Любопытная постановка вопроса! Раньше, помнится, такой предупредительности Михаил Сергеевич не проявлял…
— Не я здесь хозяин, — ответил. — Вам решать: может ли и когда может…
А про себя подумал: чем скорее, тем лучше. Искренне считал: и для него, и для меня предстоящий разговор — тягостная, но неизбежная необходимость.
Горбачев приехал в субботу, 12-го, часам к пяти вечера. Тогда я уже самостоятельно передвигался по палате, но все средства связи с миром по-прежнему замыкались для меня на жене, которой, правда, дозволялось сидеть со мной теперь по целому часу в день. Так что это был первый визит из «большого мира», и я надеялся узнать от Президента немало важных новостей. Горбачев, вообще человек сентиментальный, этого качества своего не скрывающий, в тот вечер, увидев меня, растрогался и даже расстроился. Ничего удивительного: я и сам, когда стал бриться по утрам, ежедневно наблюдал в зеркале страшноватенького, мягко говоря, субъекта, исхудавшего, зеленого…

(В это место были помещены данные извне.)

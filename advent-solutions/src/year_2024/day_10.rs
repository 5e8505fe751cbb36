//! Hoof it: hiking trails climbing from height 0 to 9 one step at a time.

use std::collections::HashSet;

use advent_solver::{AutoRegister, ParseError, PartSolver, PuzzleParser, PuzzleSolver, SolveError};

use crate::utils::dp_cache::{ClosureProblem, DpCache, VecBackend};
use crate::utils::grid::{Grid, Pos};

#[derive(PuzzleSolver, AutoRegister)]
#[solver(parts = 2)]
#[puzzle(year = 2024, day = 10, tags = ["2024", "dp"])]
pub struct Solver;

const PEAK: u8 = 9;
/// Cells marked `.`, never part of a trail
const IMPASSABLE: u8 = u8::MAX;

fn uphill(map: &Grid<u8>, pos: Pos) -> impl Iterator<Item = Pos> + '_ {
    let height = map[pos];
    map.neighbours(pos)
        .filter(move |&n| height < PEAK && map[n] == height + 1)
}

fn trailheads(map: &Grid<u8>) -> impl Iterator<Item = Pos> + '_ {
    map.iter().filter(|&(_, &h)| h == 0).map(|(p, _)| p)
}

impl PuzzleParser for Solver {
    type Input<'a> = Grid<u8>;

    fn parse(input: &str) -> Result<Self::Input<'_>, ParseError> {
        Grid::parse_with(input, |b| match b {
            b'0'..=b'9' => Some(b - b'0'),
            b'.' => Some(IMPASSABLE),
            _ => None,
        })
    }
}

impl PartSolver<1> for Solver {
    fn solve(input: &mut Self::Input<'_>) -> Result<String, SolveError> {
        let map = &*input;
        let score: usize = trailheads(map)
            .map(|head| {
                let mut seen = HashSet::from([head]);
                let mut stack = vec![head];
                let mut peaks = 0;
                while let Some(pos) = stack.pop() {
                    if map[pos] == PEAK {
                        peaks += 1;
                    }
                    stack.extend(uphill(map, pos).filter(|&n| seen.insert(n)));
                }
                peaks
            })
            .sum();
        Ok(score.to_string())
    }
}

impl PartSolver<2> for Solver {
    fn solve(input: &mut Self::Input<'_>) -> Result<String, SolveError> {
        let map = &*input;
        let width = map.width();
        let pos_of = |i: usize| Pos::new((i / width) as i64, (i % width) as i64);
        let index_of = |p: Pos| p.row as usize * width + p.col as usize;

        // trails from a cell to any peak
        let trails = ClosureProblem::new(
            |&i: &usize| uphill(map, pos_of(i)).map(index_of).collect(),
            |&i: &usize, deps: Vec<u64>| {
                if map[pos_of(i)] == PEAK {
                    1
                } else {
                    deps.iter().sum()
                }
            },
        );
        let cache = DpCache::new(VecBackend::with_capacity(width * map.height()), trails);

        let rating: u64 = trailheads(map).map(|head| cache.get(&index_of(head))).sum();
        Ok(rating.to_string())
    }
}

На следующий день в газетах появилось официальное сообщение, что Горбачев «нашел Николая Ивановича окрепшим. Между ними состоялась беседа о текущих делах, которыми живут страна, общество. Михаил Сергеевич пожелал Н. И. Рыжкову скорейшего выздоровления и передал сердечный привет от товарищей по работе. Н. И. Рыжков поблагодарил за внимание и дружескую поддержку, просил передать наилучшие пожелания всем, кто справлялся о его здоровье».
Горбачев явился в больницу прямо из Кремля, с нелегкого, по-видимому, заседания Совета Федерации: новый год с его все более ощутимой опасностью трагического развития событий в стране уже начался, а она явно не была к ним готова.
Сказал устало:
— Даже пообедать не успел. Перекусить у тебя есть чем?
Принесли чай, бутерброды — обеденное время в больнице давно минуло.
После дежурных расспросов о моем здоровье Горбачев перешел к вопросу, только ради которого, думаю, он и хотел меня увидеть в этот день. Никакого обсуждения текущих дел, «которыми живут страна, общество», вопреки сообщению в прессе, не было. Нет, этот летучий вроде бы совет был для него, судя по ходу беседы, простой и необременительной данью уже умершему соратничеству, данью вежливости — для общественного мнения, прежде всего. Основная же цель его прихода ко мне состояла в том, чтобы получить подтверждение с моей стороны отказа возглавить новый орган — Кабинет Министров при Президенте, и он это подтверждение получил: я еще раз заявил о своем уходе с поста главы Правительства. Думаю, что именно такое решение обрадовало и его, и многих членов Совета Федерации, тех, которые потом сыграли в жизни страны поистине роковую роль.
Конечно, это окончательное решение далось мне не легко. И вызвано оно было не только и не столько болезнью, сколько все более отчетливым пониманием того, что политика Президента — Генерального секретаря ЦК КПСС, в том числе по отношению к исполнительной власти, недальновидна и губительна для страны.